I called my daughter-in-law, who is a teacher, to find out what she had paid for child care per month for their son before he started school this year. It was $900.00 per month, eight hours a day, four weeks a month. That adds up to $5.62 an hour for babysitting.
Teachers have 26 children in a room. Multiply that by $5.62 for one child each hour, times 26 kids, 8 hours a day and they would make $1,169.00 each day, or $4675.84 a month. Or, for nine months, $42,082.56---Just for babysitting. Starting salary for a credited teacher is $40,600 this year. They would make more money as a babysitter. They wouldn’t have to get a degree in English, math, science or anything else. Or go in debt for four years of college. They wouldn’t have to prepare lesson plans or teach anything. Or deal with unruly students. Babysitters can refuse to take your children. A teacher can’t. They have to deal with the bad egg.

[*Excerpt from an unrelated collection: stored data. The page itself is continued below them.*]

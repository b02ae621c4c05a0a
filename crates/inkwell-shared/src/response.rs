//! Standardized API response types (RFC 7807 compliant for errors).

use serde::{Deserialize, Serialize};

/// Plain acknowledgement, e.g. after a delete.
#[derive(Debug, Clone, PartialEq, Eq, Serialize, Deserialize)]
pub struct MessageResponse {
    pub message: String,
}

impl MessageResponse {
    pub fn new(message: impl Into<String>) -> Self {
        Self {
            message: message.into(),
        }
    }
}

/// RFC 7807 Problem Details for HTTP APIs.
///
/// See: https://datatracker.ietf.org/doc/html/rfc7807
#[derive(Debug, Clone, Serialize, Deserialize)]
pub struct ErrorResponse {
    /// A URI reference that identifies the problem type.
    #[serde(rename = "type")]
    pub error_type: String,

    /// A short, human-readable summary of the problem type.
    pub title: String,

    /// The HTTP status code.
    pub status: u16,

    /// A human-readable explanation specific to this occurrence.
    #[serde(default, skip_serializing_if = "Option::is_none")]
    pub detail: Option<String>,
}

impl ErrorResponse {
    pub fn new(status: u16, title: impl Into<String>) -> Self {
        Self {
            error_type: "about:blank".to_string(),
            title: title.into(),
            status,
            detail: None,
        }
    }

    pub fn with_detail(mut self, detail: impl Into<String>) -> Self {
        self.detail = Some(detail.into());
        self
    }

    // Common error constructors
    pub fn bad_request(detail: impl Into<String>) -> Self {
        Self::new(400, "Bad Request").with_detail(detail)
    }

    pub fn unauthorized() -> Self {
        Self::new(401, "Unauthorized")
    }

    pub fn forbidden(detail: impl Into<String>) -> Self {
        Self::new(403, "Forbidden").with_detail(detail)
    }

    pub fn not_found(detail: impl Into<String>) -> Self {
        Self::new(404, "Not Found").with_detail(detail)
    }

    pub fn conflict(detail: impl Into<String>) -> Self {
        Self::new(409, "Conflict").with_detail(detail)
    }

    pub fn internal_error() -> Self {
        Self::new(500, "Internal Server Error")
    }
}
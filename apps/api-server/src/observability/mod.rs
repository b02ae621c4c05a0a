//! Observability module - request IDs.

mod request_id;

pub use request_id::{REQUEST_ID_HEADER, RequestIdMiddleware};
//! # Inkwell API Server
//!
//! The main entry point for the Actix-web HTTP server.

use std::net::TcpListener;

use api_server::config::AppConfig;
use api_server::state::AppState;
use api_server::telemetry::{TelemetryConfig, init_telemetry};

#[actix_web::main]
async fn main() -> std::io::Result<()> {
    // Load .env file if present
    dotenvy::dotenv().ok();

    init_telemetry(&TelemetryConfig::from_env());

    let config = AppConfig::from_env();

    tracing::info!(
        "Starting Inkwell API Server on {}:{}",
        config.host,
        config.port
    );

    let state = AppState::new(&config).await;
    let listener = TcpListener::bind((config.host.as_str(), config.port))?;

    api_server::run(listener, state)?.await
}
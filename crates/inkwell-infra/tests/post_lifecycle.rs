//! Post lifecycle workflow against the in-memory repositories.

use std::sync::Arc;

use chrono::{Duration, Utc};
use uuid::Uuid;

use inkwell_core::DomainError;
use inkwell_core::domain::{Category, NewPost, PostChanges, PostFilter, PostStatus, User, slugify};
use inkwell_core::ports::{BaseRepository, PostRepository, UserRepository};
use inkwell_core::services::PostService;
use inkwell_infra::{InMemoryPostRepository, InMemoryUserRepository};

struct Fixture {
    service: PostService,
    posts: Arc<InMemoryPostRepository>,
    users: Arc<InMemoryUserRepository>,
}

impl Fixture {
    fn new() -> Self {
        let posts = Arc::new(InMemoryPostRepository::new());
        let users = Arc::new(InMemoryUserRepository::new());
        let service = PostService::new(posts.clone(), users.clone());
        Self {
            service,
            posts,
            users,
        }
    }

    async fn user(&self, name: &str) -> User {
        self.users
            .insert(User::new(
                name.to_string(),
                format!("{}@example.com", name),
                "hash".to_string(),
            ))
            .await
            .unwrap()
    }
}

fn new_post(title: &str, content: &str, category: &str) -> NewPost {
    NewPost {
        title: Some(title.to_string()),
        content: Some(content.to_string()),
        category: Some(category.to_string()),
        ..Default::default()
    }
}

#[tokio::test]
async fn test_create_then_get_returns_slugified_post() {
    let fx = Fixture::new();
    let author = fx.user("ada").await;

    let created = fx
        .service
        .create(author.id, new_post("My First Post!", "Hello", "tech"))
        .await
        .unwrap();

    let fetched = fx.service.get(created.post.id).await.unwrap();
    assert_eq!(fetched.post.slug, slugify("My First Post!"));
    assert_eq!(fetched.post.slug, "my-first-post");
    assert_eq!(fetched.post.category, Category::Tech);
    assert_eq!(fetched.post.status, PostStatus::Published);
    assert_eq!(fetched.post.views, 0);
    assert_eq!(fetched.post.author_id, author.id);

    let expanded = fetched.author.expect("author should be expanded");
    assert_eq!(expanded.id, author.id);
    assert_eq!(expanded.username, "ada");
    assert_eq!(expanded.email, "ada@example.com");
}

#[tokio::test]
async fn test_second_post_with_same_slug_fails() {
    let fx = Fixture::new();
    let author = fx.user("ada").await;

    fx.service
        .create(author.id, new_post("Hello World!", "one", "tech"))
        .await
        .unwrap();
    let err = fx
        .service
        .create(author.id, new_post("hello, world", "two", "lifestyle"))
        .await
        .unwrap_err();

    assert!(matches!(err, DomainError::Duplicate(msg) if msg.contains("hello-world")));
}

#[tokio::test]
async fn test_create_validation_errors() {
    let fx = Fixture::new();
    let author = fx.user("ada").await;

    for input in [
        new_post("", "content", "tech"),
        new_post("Title", "   ", "tech"),
        new_post("Title", "content", ""),
        new_post("Title", "content", "gardening"),
        new_post("!!!", "content", "tech"),
    ] {
        let err = fx.service.create(author.id, input).await.unwrap_err();
        assert!(matches!(err, DomainError::Validation(_)), "got {:?}", err);
    }
}

#[tokio::test]
async fn test_update_by_non_author_is_forbidden_regardless_of_payload() {
    let fx = Fixture::new();
    let owner = fx.user("ada").await;
    let intruder = fx.user("mallory").await;

    let created = fx
        .service
        .create(owner.id, new_post("Owned", "body", "tech"))
        .await
        .unwrap();

    let payloads = [
        PostChanges {
            title: Some("Valid title".into()),
            ..Default::default()
        },
        PostChanges {
            title: Some(String::new()),
            category: Some("not-a-category".into()),
            ..Default::default()
        },
        PostChanges::default(),
    ];

    for changes in payloads {
        let err = fx
            .service
            .update(created.post.id, intruder.id, changes)
            .await
            .unwrap_err();
        assert!(matches!(err, DomainError::Forbidden(_)), "got {:?}", err);
    }

    let unchanged = fx.service.get(created.post.id).await.unwrap();
    assert_eq!(unchanged.post.title, "Owned");
}

#[tokio::test]
async fn test_update_applies_only_supplied_fields() {
    let fx = Fixture::new();
    let author = fx.user("ada").await;
    let created = fx
        .service
        .create(author.id, new_post("Before", "old body", "tech"))
        .await
        .unwrap();

    let updated = fx
        .service
        .update(
            created.post.id,
            author.id,
            PostChanges {
                title: Some("After".into()),
                category: Some("travel".into()),
                ..Default::default()
            },
        )
        .await
        .unwrap();

    assert_eq!(updated.post.title, "After");
    assert_eq!(updated.post.category, Category::Travel);
    assert_eq!(updated.post.content, "old body");
    assert_eq!(updated.post.slug, "before");
    assert!(updated.post.updated_at >= created.post.updated_at);
}

#[tokio::test]
async fn test_update_by_author_with_invalid_field_is_validation_error() {
    let fx = Fixture::new();
    let author = fx.user("ada").await;
    let created = fx
        .service
        .create(author.id, new_post("Valid", "body", "tech"))
        .await
        .unwrap();

    let err = fx
        .service
        .update(
            created.post.id,
            author.id,
            PostChanges {
                category: Some("space".into()),
                ..Default::default()
            },
        )
        .await
        .unwrap_err();
    assert!(matches!(err, DomainError::Validation(_)));
}

#[tokio::test]
async fn test_update_missing_post_is_not_found() {
    let fx = Fixture::new();
    let author = fx.user("ada").await;

    let err = fx
        .service
        .update(Uuid::new_v4(), author.id, PostChanges::default())
        .await
        .unwrap_err();
    assert!(matches!(err, DomainError::NotFound { .. }));
}

#[tokio::test]
async fn test_delete_lifecycle_example() {
    let fx = Fixture::new();
    let u = fx.user("u").await;
    let v = fx.user("v").await;

    let created = fx
        .service
        .create(u.id, new_post("My First Post!", "Hello", "tech"))
        .await
        .unwrap();
    assert_eq!(created.post.slug, "my-first-post");

    let err = fx.service.delete(created.post.id, v.id).await.unwrap_err();
    assert!(matches!(err, DomainError::Forbidden(_)));

    fx.service.delete(created.post.id, u.id).await.unwrap();

    let err = fx.service.get(created.post.id).await.unwrap_err();
    assert!(matches!(err, DomainError::NotFound { .. }));

    let err = fx.service.delete(created.post.id, u.id).await.unwrap_err();
    assert!(matches!(err, DomainError::NotFound { .. }));
}

#[tokio::test]
async fn test_list_empty_is_ok() {
    let fx = Fixture::new();
    let posts = fx.service.list(&PostFilter::default()).await.unwrap();
    assert!(posts.is_empty());
}

#[tokio::test]
async fn test_list_filters_published_by_category_newest_first() {
    let fx = Fixture::new();
    let author = fx.user("ada").await;

    let older = fx
        .service
        .create(author.id, new_post("Older tech", "x", "tech"))
        .await
        .unwrap();
    fx.service
        .create(author.id, new_post("Travel notes", "x", "travel"))
        .await
        .unwrap();
    let newer = fx
        .service
        .create(author.id, new_post("Newer tech", "x", "tech"))
        .await
        .unwrap();
    let drafted = fx
        .service
        .create(author.id, new_post("Draft tech", "x", "tech"))
        .await
        .unwrap();
    fx.service
        .update(
            drafted.post.id,
            author.id,
            PostChanges {
                status: Some("draft".into()),
                ..Default::default()
            },
        )
        .await
        .unwrap();

    // Creation timestamps can tie within one clock tick; pin them apart.
    let mut pinned = newer.post.clone();
    pinned.created_at = Utc::now() + Duration::seconds(5);
    fx.posts.update(pinned).await.unwrap();

    let tech = fx
        .service
        .list(&PostFilter::new(Some(Category::Tech), None, None))
        .await
        .unwrap();

    let titles: Vec<&str> = tech.iter().map(|v| v.post.title.as_str()).collect();
    assert_eq!(titles, vec!["Newer tech", "Older tech"]);
    assert!(tech.iter().all(|v| v.post.category == Category::Tech));
    assert!(tech.iter().all(|v| v.author.is_some()));
    assert_ne!(older.post.id, newer.post.id);

    // Drafts are still reachable by id.
    let draft = fx.service.get(drafted.post.id).await.unwrap();
    assert_eq!(draft.post.status, PostStatus::Draft);
}

#[tokio::test]
async fn test_list_paginates() {
    let fx = Fixture::new();
    let author = fx.user("ada").await;
    for i in 0..5 {
        fx.service
            .create(author.id, new_post(&format!("Post {}", i), "x", "other"))
            .await
            .unwrap();
    }

    let page1 = fx
        .service
        .list(&PostFilter::new(None, Some(1), Some(2)))
        .await
        .unwrap();
    let page3 = fx
        .service
        .list(&PostFilter::new(None, Some(3), Some(2)))
        .await
        .unwrap();
    let page4 = fx
        .service
        .list(&PostFilter::new(None, Some(4), Some(2)))
        .await
        .unwrap();

    assert_eq!(page1.len(), 2);
    assert_eq!(page3.len(), 1);
    assert!(page4.is_empty());
}

#[tokio::test]
async fn test_post_of_deleted_author_has_no_expansion() {
    let fx = Fixture::new();
    let author = fx.user("ada").await;
    let created = fx
        .service
        .create(author.id, new_post("Orphan", "x", "tech"))
        .await
        .unwrap();

    fx.users.delete(author.id).await.unwrap();

    let fetched = fx.service.get(created.post.id).await.unwrap();
    assert!(fetched.author.is_none());
    assert!(fx.posts.find_by_slug("orphan").await.unwrap().is_some());
}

My mother was a teacher, her two sisters, their two daughters, my uncle (who was Oklahoma teacher of the year) Ken, me, my daughter Pat, my son Jon and his wife Jennifer and my granddaughter-in-law. That’s twelve. I’ve heard every horror story about what was imposed on them by administrators--for which they weren’t paid. Standing gates at ball-games, riding on buses at night to events, grading papers at home, substituting for sick teachers, unpaid, on their own time--and that is the tip of the ice berg. Free Public Education is the best bargain in the world. Teachers take the huddled masses and teach them to read write and do arithmetic, as well as counsel those who are mistreated, bullied and living in poverty. They stay after hours to tutor a child who needs extra help. I could go on and on. As I said, I have twelve teachers in my immediate family. I also have three engineers, and three doctors--those twelve teachers could have chosen a different occupation. You have to be dedicated to helping others to be a teacher. They could make more money babysitting.